Entolimod

Clinical data
- Other names: CBLB502

Legal status
- Legal status: Investigational;

Identifiers
- CAS Number: 951628-22-1;
- ChemSpider: none;
- UNII: R1UQ6D1ECM;
- KEGG: D10368;

Chemical and physical data
- Formula: C_{1464}H_{2419}N_{457}O_{519}S_{8}
- Molar mass: 34983.62 g·mol^{−1}

= Entolimod =

Chemical compound

Entolimod (CBLB502) is being developed by Cleveland Biolabs, Inc. for dual indications under the U.S. Food & Drug Administration's (FDA) animal efficacy rule as a pivotal-stage radiation countermeasure, and under the FDA's traditional drug approval pathway as a cancer treatment.

Entolimod is a recombinant protein that acts as an agonist of toll-like receptor 5 (TLR5), an innate immunity receptor. Entolimod activation of TLR5 triggers NF-κB signaling, mobilizing an innate immune response that drives the expression of numerous genes, including inhibitors of apoptosis, scavengers of reactive oxygen species, and a spectrum of protective or regenerative cytokines.

== Radiation countermeasure ==

The FDA established the animal efficacy rule in 2002 to permit the approval of certain drugs and biologics that are intended to reduce or prevent serious or life-threatening conditions based on evidence of safety from trial in healthy subjects and effectiveness from appropriate animal studies when human efficacy studies are not ethical or feasible.

Efficacy of entolimod as a radiation countermeasure has been assessed in animal models. These studies demonstrate that a single administration of entolimod given either before or after lethal total body irradiation leads to significant improvement in animal survival. Entolimod has been shown to reduce radiation damage to both hematopoietic (HP) and gastrointestinal (GI) tissues and improve tissue regeneration.

Two clinical studies that involved administration of a range of doses of entolimod in 150 healthy human subjects have been completed. Both studies demonstrated that administration of entolimod appears to be safe within a certain dose range. The most frequent adverse event associated with entolimod administration was a transient flu-like syndrome, which is consistent with the mechanism of action of the compound.

The FDA granted entolimod both Fast Track and Orphan Drug status for reducing the risk of death following a potentially lethal dose of total body irradiation during or after a radiation disaster.
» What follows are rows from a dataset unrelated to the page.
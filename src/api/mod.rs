//! HTTP API module
//!
//! This module contains all HTTP endpoint handlers and response structures.

pub mod handlers;
pub mod responses;

use std::sync::Arc;
use axum::{
    routing::{get, post},
    Router,
};
use tower_http::{cors::CorsLayer, trace::TraceLayer};

use crate::state::AppState;
use handlers::*;

/// Create the HTTP router with all endpoints
pub fn create_router(state: Arc<AppState>) -> Router {
    Router::new()
        .route("/timer", get(status_handler))
        .route("/timer/start", post(start_handler))
        .route("/timer/pause", post(pause_handler))
        .route("/timer/reset", post(reset_handler))
        .route("/timer/skip", post(skip_handler))
        .route("/timer/session/:session_type", post(switch_session_handler))
        .route("/settings", get(get_settings_handler).put(put_settings_handler))
        .route("/tasks", get(list_tasks_handler).post(create_task_handler))
        .route("/tasks/:task_id/select", post(select_task_handler))
        .route("/health", get(health_handler))
        .layer(CorsLayer::permissive())
        .layer(TraceLayer::new_for_http())
        .with_state(state)
}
Both the Department of Health and Human Services and the Department of Defense procure and maintain medical stockpiles to respond to bioterrorist and emerging infectious disease outbreaks. Under a declared state of emergency, countermeasures may be procured for the Strategic National Stockpile under an Emergency Use Authorization prior to their full FDA licensure approval.

==Oncology==
Preclinical studies have shown that entolimod has a suppressive effect on growth of TLR5 expressing tumors. Entolimod has also been shown to have an effect on several animal models of liver metastasis, regardless of TLR5 expression. Additionally, entolimod evidences a supportive care benefit in preclinical models when combined with radiation treatment and cytotoxic agents with adverse gastrointestinal (GI) effects. Tissue protective effects of TLR5 agonists are limited to normal tissues and do not involve protection of tumors from treatment.
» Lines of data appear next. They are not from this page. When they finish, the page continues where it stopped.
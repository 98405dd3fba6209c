//! Stored-procedure contract.
//!
//! A procedure runs on its base partition and drives the transaction by submitting fragment
//! batches through the runtime it is handed. Each batch call blocks until every output
//! dependency of the batch has arrived.

use std::sync::Arc;

use ptx_common::error::PtxResult;
use ptx_common::ids::{PartitionId, TxnId};

use crate::fragment::FragmentTask;
use crate::table::{ParameterSet, ResultTable};

/// Services a running procedure may call on its executor.
pub trait ProcedureRuntime {
    /// Transaction being executed.
    fn txn_id(&self) -> TxnId;

    /// Base partition of the transaction.
    fn partition_id(&self) -> PartitionId;

    /// Number of partitions in the site.
    fn partition_count(&self) -> u16;

    /// Dispatches one batch of fragment tasks and waits for their outputs.
    ///
    /// Returns one merged table per output dependency that no other fragment of the batch
    /// consumes, in the order the dependencies were first declared.
    ///
    /// # Errors
    ///
    /// Returns the first fragment error, `PtxError::Deadlock` when nothing in the batch can run,
    /// or `PtxError::Misprediction` when a single-partition transaction leaves its partition.
    fn execute_batch(&self, fragments: Vec<FragmentTask>) -> PtxResult<Vec<ResultTable>>;

    /// Bulk-loads rows into a table on the base partition.
    ///
    /// # Errors
    ///
    /// Returns the engine error when the load fails.
    fn load_table(&self, table_name: &str, data: ResultTable) -> PtxResult<()>;
}

/// One pooled procedure instance.
pub trait StoredProcedure: Send {
    /// Runs the procedure body and returns its result tables.
    ///
    /// # Errors
    ///
    /// Returns `PtxError::UserAbort` to roll back, or any error raised by the runtime.
    fn run(
        &mut self,
        runtime: &dyn ProcedureRuntime,
        params: &ParameterSet,
    ) -> PtxResult<Vec<ResultTable>>;
}

/// Creates fresh procedure instances for a pool.
pub type ProcedureFactory = Arc<dyn Fn() -> Box<dyn StoredProcedure> + Send + Sync>;

/// Procedure instance bound to a transaction, with the name of the pool it came from.
pub struct BoundProcedure {
    /// Pool name.
    pub name: String,
    /// Instance.
    pub instance: Box<dyn StoredProcedure>,
}

impl std::fmt::Debug for BoundProcedure {
    fn fmt(&self, f: &mut std::fmt::Formatter<'_>) -> std::fmt::Result {
        f.debug_struct("BoundProcedure")
            .field("name", &self.name)
            .finish_non_exhaustive()
    }
}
A Phase I advanced solid tumor study is currently ongoing at Roswell Park Comprehensive Cancer Center. The Principal Investigator for this trial is Alex Adjei, M.D., Ph.D., FACP, Chair of the Department of Medicine and Senior Vice President of Clinical Research at Roswell Park Comprehensive Cancer Center.
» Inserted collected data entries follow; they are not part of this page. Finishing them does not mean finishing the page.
//! Canonical identifier types used across executors, the queue manager, and the engine bridge.

/// Numeric partition identifier inside a single site.
pub type PartitionId = u16;

/// Monotonic transaction identifier. Lower ids are older and win lock priority.
pub type TxnId = u64;

/// Opaque client handle echoed back in client responses.
pub type ClientHandle = i64;

/// Compiled plan-fragment identifier.
pub type FragmentId = i64;

/// Named intermediate result produced by one fragment and consumed by another.
pub type DependencyId = i32;

/// Per-partition handle into the storage engine's undo log.
pub type UndoToken = u64;

/// Identifier of one fragment task inside a transaction, used to key one-shot response callbacks.
pub type FragmentTaskId = u64;

/// Dependency id meaning "no dependency".
pub const NULL_DEPENDENCY_ID: DependencyId = -1;

/// Reserved undo token meaning "no undo tracking requested".
///
/// Tokens carrying this value are never released or rolled back.
pub const NO_UNDO_TOKEN: UndoToken = UndoToken::MAX;

/// Strongly typed partition-count wrapper to avoid passing raw integers around executor APIs.
#[derive(Debug, Clone, Copy, PartialEq, Eq, PartialOrd, Ord, Hash)]
pub struct PartitionCount(u16);

impl PartitionCount {
    /// Creates a validated partition-count value.
    ///
    /// Returns `None` for zero because a site always owns at least one partition.
    #[must_use]
    pub fn new(value: u16) -> Option<Self> {
        if value == 0 { None } else { Some(Self(value)) }
    }

    /// Returns the inner count.
    #[must_use]
    pub const fn get(self) -> u16 {
        self.0
    }

    /// Returns whether `partition` addresses one of the partitions in range.
    #[must_use]
    pub const fn contains(self, partition: PartitionId) -> bool {
        partition < self.0
    }

    /// Iterates every partition id in ascending order.
    pub fn iter(self) -> impl Iterator<Item = PartitionId> {
        0..self.0
    }
}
Additionally, entolimod may also be developed as an adjuvant to standard radiation and chemotherapy, which will allow using of more aggressive measures to attack malignant cells and increase the effectiveness of cancer treatment.

== Chemistry ==
Entolimod is a modified version of Salmonella flagellin FliC. The hypervariable domains D2-D3 are deleted, making it 50× less immunogenic and mostly non-pro-inflammatory. However, neutralizing antibodies against it can occur after a single injection (probably due to existing memory cells against flagellin), complicating repeated use. 10% of people naturally have a high titer of anti-flagellin antibodies, preventing it from taking effect even for the first dose.